Intervista a Uriel Saragusti, fund manager responsabile della divisione crediti di La Financière de l’Échiquier

Quali prospettive vedete per i mercati sui quali investite?

«Il nostro universo investibile è il credito europeo, sia investment grade, sia high yield. Riteniamo che oggi questo insieme di titoli offra molte occasioni, in particolar modo fra le emissioni caratterizzate da una duration intermedia, intorno a cinque anni.

I corporate investment grade, con i rendimenti che attualmente offrono, costituiscono un buon hedging per il rischio azionario di portafogli multi-asset. Anche se si tratta di un segmento del reddito fisso che offre attualmente spread piuttosto contenuti: per questa ragione bisogna essere decisamente selettivi.

Uriel Saragusti

Ad esempio, al momento nel nostro portafoglio manteniamo un’allocazione limitata sui settori ciclici come i bancari e le aziende della chimica, perché non riteniamo che i rendimenti offerti remunerino adeguatamente il livello di rischio.

In compenso, vediamo diverse buone occasioni nell’ambito dei corporate hybrid, obbligazioni subordinate investment grade di emittenti non bancari e non assicurativi».

Che cosa sta succedendo, invece, nel mercato degli high yield?

«In assenza di scenari estremi, il tasso di default dovrebbe rimanere piuttosto contenuto.
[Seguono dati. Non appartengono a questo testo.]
//! Error types for the pico domain.
//!
//! Uses `thiserror` for ergonomic error definitions.
//! Each bounded context has its own error enum.

use std::path::PathBuf;
use thiserror::Error;

/// The top-level error type for all pico operations.
#[derive(Debug, Error)]
pub enum Error {
    /// The (provider, model id) pair is not in the catalog.
    #[error("unknown model '{provider}/{model_id}'")]
    UnknownModel { provider: String, model_id: String },

    // --- Provider errors ---
    #[error(transparent)]
    Provider(#[from] ProviderError),

    // --- Tool errors ---
    #[error(transparent)]
    Tool(#[from] ToolError),

    // --- Session errors ---
    #[error(transparent)]
    Session(#[from] SessionError),

    // --- Serialization ---
    #[error("serialization error: {0}")]
    Serialization(#[from] serde_json::Error),
}

/// Result type alias using our Error.
pub type Result<T> = std::result::Result<T, Error>;

// --- Bounded context errors ---

#[derive(Debug, Clone, Error)]
pub enum ProviderError {
    #[error("missing {env_var} for provider '{provider}'")]
    MissingCredential { provider: String, env_var: String },

    #[error("no adapter registered for api '{0}'")]
    NoAdapterRegistered(String),

    #[error("http error {status_code}: {message}")]
    Http { status_code: u16, message: String },

    #[error("network error: {0}")]
    Network(String),

    #[error("request timed out: {0}")]
    Timeout(String),

    #[error("invalid provider response: {0}")]
    InvalidResponse(String),
}

#[derive(Debug, Error)]
pub enum ToolError {
    #[error("path escapes workspace: {path}")]
    PathEscape { path: String },

    #[error("file not found: {path}")]
    NotFound { path: String },

    #[error("io error on {path}: {reason}")]
    Io { path: String, reason: String },

    #[error("failed to spawn '{command}': {reason}")]
    Spawn { command: String, reason: String },
}

#[derive(Debug, Error)]
pub enum SessionError {
    #[error("session io error on {path}: {source}")]
    Io {
        path: PathBuf,
        #[source]
        source: std::io::Error,
    },

    #[error("corrupt session line {line} in {path}: {reason}")]
    Parse {
        path: PathBuf,
        line: usize,
        reason: String,
    },

    #[error("failed to encode session entry: {0}")]
    Serialize(String),
}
Tutto ciò perché, prima del 2028-2029, non si avranno grandi necessità di rifinanziamento da parte di emittenti che in buona parte presentano un quadro di maggiore solidità rispetto al passato. Molti gruppi hanno approfittato dei rendimenti bassissimi, delle garanzie finanziarie e della struttura delle curve decisamente piatta durante l’era Covid per raccogliere un’ingente quantità di capitali.
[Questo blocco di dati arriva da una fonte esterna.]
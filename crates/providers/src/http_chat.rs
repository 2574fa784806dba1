//! OpenAI-compatible chat completions adapter.
//!
//! Works with OpenAI and any endpoint exposing `/chat/completions` with the
//! same request and response shape (OpenRouter, Ollama, vLLM, ...).
//! One non-streaming request per call, no retries.

use async_trait::async_trait;
use pico_core::error::ProviderError;
use pico_core::message::{Message, Role};
use pico_core::model::{Model, OPENAI_CHAT_API};
use pico_core::provider::{Adapter, Context};
use serde::{Deserialize, Serialize};
use std::time::Duration;
use tracing::{debug, warn};

use crate::credentials::env_var_for;

const DEFAULT_TIMEOUT: Duration = Duration::from_secs(60);

/// Adapter for the `openai-chat-completions` api kind.
pub struct HttpChatAdapter {
    client: reqwest::Client,
    timeout: Duration,
}

impl HttpChatAdapter {
    pub fn new() -> Self {
        Self {
            client: reqwest::Client::new(),
            timeout: DEFAULT_TIMEOUT,
        }
    }

    /// Override the per-request timeout (60 s by default).
    pub fn with_timeout(mut self, timeout: Duration) -> Self {
        self.timeout = timeout;
        self
    }

    /// System prompt first (when non-empty), then user and assistant
    /// messages; other roles are dropped.
    fn to_api_messages(context: &Context) -> Vec<ApiMessage<'_>> {
        let system = context
            .system_prompt
            .as_deref()
            .filter(|p| !p.is_empty())
            .map(|p| ApiMessage {
                role: Role::System.as_str(),
                content: p,
            });

        let transcript = context
            .messages
            .iter()
            .filter(|m| matches!(m.role, Role::User | Role::Assistant))
            .map(|m| ApiMessage {
                role: m.role.as_str(),
                content: &m.content,
            });

        system.into_iter().chain(transcript).collect()
    }

    fn request_error(e: reqwest::Error) -> ProviderError {
        if e.is_timeout() {
            ProviderError::Timeout(e.to_string())
        } else {
            ProviderError::Network(e.to_string())
        }
    }
}

impl Default for HttpChatAdapter {
    fn default() -> Self {
        Self::new()
    }
}

impl std::fmt::Debug for HttpChatAdapter {
    fn fmt(&self, f: &mut std::fmt::Formatter<'_>) -> std::fmt::Result {
        f.debug_struct("HttpChatAdapter")
            .field("timeout", &self.timeout)
            .finish()
    }
}

#[async_trait]
impl Adapter for HttpChatAdapter {
    fn api(&self) -> &str {
        OPENAI_CHAT_API
    }

    async fn complete(
        &self,
        model: &Model,
        context: &Context,
        api_key: Option<&str>,
    ) -> std::result::Result<Message, ProviderError> {
        let Some(api_key) = api_key.filter(|k| !k.is_empty()) else {
            return Err(ProviderError::MissingCredential {
                provider: model.provider.clone(),
                env_var: env_var_for(&model.provider).unwrap_or_else(|| "API key".into()),
            });
        };

        let url = format!("{}/chat/completions", model.base_url.trim_end_matches('/'));
        let body = ApiRequest {
            model: &model.id,
            messages: Self::to_api_messages(context),
        };

        debug!(provider = %model.provider, model = %model.id, "Sending completion request");

        let response = self
            .client
            .post(&url)
            .bearer_auth(api_key)
            .timeout(self.timeout)
            .json(&body)
            .send()
            .await
            .map_err(Self::request_error)?;

        let status = response.status();
        let text = response.text().await.map_err(Self::request_error)?;

        if !status.is_success() {
            warn!(status = status.as_u16(), body = %text, "Provider returned error");
            return Err(ProviderError::Http {
                status_code: status.as_u16(),
                message: text,
            });
        }

        let parsed: ApiResponse = serde_json::from_str(&text)
            .map_err(|e| ProviderError::InvalidResponse(format!("Failed to parse response: {e}")))?;

        let Some(choice) = parsed.choices.unwrap_or_default().into_iter().next() else {
            return Ok(Message::assistant(format!(
                "(empty model response)\nYou said: {}",
                context.latest_user_text()
            )));
        };

        let content = choice
            .message
            .and_then(|m| m.content)
            .filter(|c| !c.is_empty())
            .unwrap_or_else(|| "(empty text response)".into());

        Ok(Message::assistant(content))
    }
}

// --- OpenAI API types ---

#[derive(Debug, Serialize)]
struct ApiRequest<'a> {
    model: &'a str,
    messages: Vec<ApiMessage<'a>>,
}

#[derive(Debug, Serialize, PartialEq)]
struct ApiMessage<'a> {
    role: &'a str,
    content: &'a str,
}

#[derive(Debug, Deserialize)]
struct ApiResponse {
    #[serde(default)]
    choices: Option<Vec<ApiChoice>>,
}

#[derive(Debug, Deserialize)]
struct ApiChoice {
    #[serde(default)]
    message: Option<ApiResponseMessage>,
}

#[derive(Debug, Deserialize)]
struct ApiResponseMessage {
    #[serde(default)]
    content: Option<String>,
}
Il mercato primario ha dunque visto volumi di attività ridotti proprio quando i tassi si stavano rialzando velocemente. Se però le politiche della presidenza Trump dovessero causare un’ondata di panico generale sui mercati, allora la correlazione fra un azionario in forte discesa e gli high yield potrebbe diventare molto elevata».
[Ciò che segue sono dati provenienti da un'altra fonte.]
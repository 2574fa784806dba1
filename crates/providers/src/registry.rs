//! Adapter registry — maps an api kind to the adapter that serves it.
//!
//! The registry is a plain value: build it, register adapters, then share
//! it behind an `Arc`. Tests build their own registries instead of touching
//! shared state.

use std::collections::HashMap;
use std::sync::Arc;

use pico_core::error::ProviderError;
use pico_core::message::Message;
use pico_core::model::Model;
use pico_core::provider::{Adapter, Context};
use tracing::debug;

use crate::http_chat::HttpChatAdapter;
use crate::stub_local::StubLocalAdapter;

/// Routes completion calls to the adapter registered for a model's api.
#[derive(Default)]
pub struct AdapterRegistry {
    adapters: HashMap<String, Arc<dyn Adapter>>,
}

impl AdapterRegistry {
    /// An empty registry.
    pub fn new() -> Self {
        Self::default()
    }

    /// A registry holding the built-in adapters.
    pub fn with_builtins() -> Self {
        let mut registry = Self::new();
        registry.register_builtins();
        registry
    }

    /// Register an adapter, replacing any adapter for the same api.
    pub fn register(&mut self, adapter: Arc<dyn Adapter>) {
        let api = adapter.api().to_string();
        debug!(api = %api, "Registering adapter");
        self.adapters.insert(api, adapter);
    }

    /// Get the adapter for an api kind.
    pub fn lookup(&self, api: &str) -> Option<Arc<dyn Adapter>> {
        self.adapters.get(api).cloned()
    }

    /// Remove every adapter.
    pub fn clear(&mut self) {
        self.adapters.clear();
    }

    /// Clear, then register the built-ins again.
    pub fn reset_builtins(&mut self) {
        self.clear();
        self.register_builtins();
    }

    /// Registered api kinds, sorted.
    pub fn apis(&self) -> Vec<&str> {
        let mut apis: Vec<&str> = self.adapters.keys().map(|s| s.as_str()).collect();
        apis.sort_unstable();
        apis
    }

    /// Dispatch one completion to the adapter for `model.api`.
    pub async fn complete(
        &self,
        model: &Model,
        context: &Context,
        api_key: Option<&str>,
    ) -> Result<Message, ProviderError> {
        let adapter = self
            .lookup(&model.api)
            .ok_or_else(|| ProviderError::NoAdapterRegistered(model.api.clone()))?;
        adapter.complete(model, context, api_key).await
    }

    fn register_builtins(&mut self) {
        self.register(Arc::new(StubLocalAdapter::new()));
        self.register(Arc::new(HttpChatAdapter::new()));
    }
}

impl std::fmt::Debug for AdapterRegistry {
    fn fmt(&self, f: &mut std::fmt::Formatter<'_>) -> std::fmt::Result {
        f.debug_struct("AdapterRegistry")
            .field("apis", &self.apis())
            .finish()
    }
}

#[cfg(test)]
mod tests {
    use super::*;
    use async_trait::async_trait;
    use pico_core::model::{ModelCatalog, OPENAI_CHAT_API, STUB_LOCAL_API};

    struct FixedAdapter(&'static str);

    #[async_trait]
    impl Adapter for FixedAdapter {
        fn api(&self) -> &str {
            OPENAI_CHAT_API
        }

        async fn complete(
            &self,
            _model: &Model,
            _context: &Context,
            _api_key: Option<&str>,
        ) -> Result<Message, ProviderError> {
            Ok(Message::assistant(self.0))
        }
    }

    fn model(provider: &str, id: &str) -> Model {
        ModelCatalog::builtin().get_model(provider, id).unwrap().clone()
    }

    #[test]
    fn builtins_registered() {
        let registry = AdapterRegistry::with_builtins();
        assert_eq!(registry.apis(), vec![OPENAI_CHAT_API, STUB_LOCAL_API]);
        assert!(registry.lookup(STUB_LOCAL_API).is_some());
        assert!(registry.lookup("nonexistent").is_none());
    }

    #[test]
    fn clear_and_reset() {
        let mut registry = AdapterRegistry::with_builtins();
        registry.clear();
        assert!(registry.apis().is_empty());
        registry.reset_builtins();
        assert_eq!(registry.apis().len(), 2);
    }

    #[tokio::test]
    async fn register_replaces_same_api() {
        let mut registry = AdapterRegistry::with_builtins();
        registry.register(Arc::new(FixedAdapter("canned")));
        assert_eq!(registry.apis().len(), 2);

        let ctx = Context::new(vec![Message::user("hi")]);
        let reply = registry
            .complete(&model("openai", "gpt-4o-mini"), &ctx, None)
            .await
            .unwrap();
        assert_eq!(reply.content, "canned");
    }

    #[tokio::test]
    async fn unregistered_api_is_an_error() {
        let registry = AdapterRegistry::new();
        let ctx = Context::new(vec![Message::user("hi")]);
        let err = registry
            .complete(&model("stub", "local-minimal"), &ctx, None)
            .await
            .unwrap_err();
        match err {
            ProviderError::NoAdapterRegistered(api) => assert_eq!(api, STUB_LOCAL_API),
            other => panic!("Expected NoAdapterRegistered, got: {other}"),
        }
    }

    #[tokio::test]
    async fn dispatches_to_stub() {
        let registry = AdapterRegistry::with_builtins();
        let ctx = Context::new(vec![Message::user("hello")]);
        let reply = registry
            .complete(&model("stub", "local-minimal"), &ctx, None)
            .await
            .unwrap();
        assert!(reply.content.contains("(stub response)"));
        assert!(reply.content.contains("hello"));
    }
}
Che cosa sta emergendo in Europa a livello di politica monetaria e di evoluzione macro in queste, indubbiamente difficili, settimane?

«Di recente abbiamo assistito a movimenti di estrema ampiezza sul Bund decennale, in seguito all’annuncio da parte del governo tedesco del piano di spesa focalizzato su infrastrutture e difesa da 500 miliardi di euro, cui dovrebbero fare seguito altri 500 miliardi in armamenti.

Nello specifico, il rendimento del benchmark dei governativi tedeschi si è rialzato in un giorno di 30 punti base: si tratta di un fenomeno che non accadeva dal 1990. Viviamo, dunque, in un periodo di grande incertezza, in cui gli investitori a un certo punto hanno temuto che si stesse assistendo all’inizio di un surriscaldamento dell’economia dell’Eurozona.

Fino a poco tempo fa, i mercati puntavano su un deciso stimolo all’economia e su un’accelerazione dell’inflazione in Europa, grazie alla futura spesa militare, a una visione molto più fredda dell’economia, appesantita dal caos generato dalle politiche commerciali di Donald Trump.

In meno di due mesi, tuttavia, le aspettative sui tassi della BCE sono passate da una fase di sostanziale stabilità a nuove ipotesi di riduzione del tasso sui depositi. Ci aspettiamo che la Banca centrale europea adotti una linea sempre più accomodante, a causa del rallentamento economico che l’incertezza sul fronte commerciale con ogni probabilità comporterà».

Qual è dunque la vostra visione?

«Riteniamo che l’inflazione continui a essere sulla buona strada per tornare al 2%, con una crescita economica che difficilmente accelererà significativamente. Anche senza ipotizzare uno scenario estremo di guerra commerciale, è difficile immaginare rilevanti sorprese macro positive.

La Germania è infatti l’unico paese, fra le grandi economie europee, che si può permettere una forte espansione fiscale, che, peraltro si dovrebbe tradurre in un incremento del Pil nell’ordine dello 0,2-0,3%.

Inoltre, la situazione potrebbe evolversi in una maniera diversa rispetto allo scenario intermedio: se, ad esempio, le tariffe portassero a una recessione e si arrivasse a una pace fra Ucraina e Russia, con il ritorno sul mercato europeo del gas di quest’ultima (un fattore alquanto negativo per i corsi dei prodotti energetici), allora gli incentivi per ulteriori tagli dei tassi diventerebbero ancora più forti».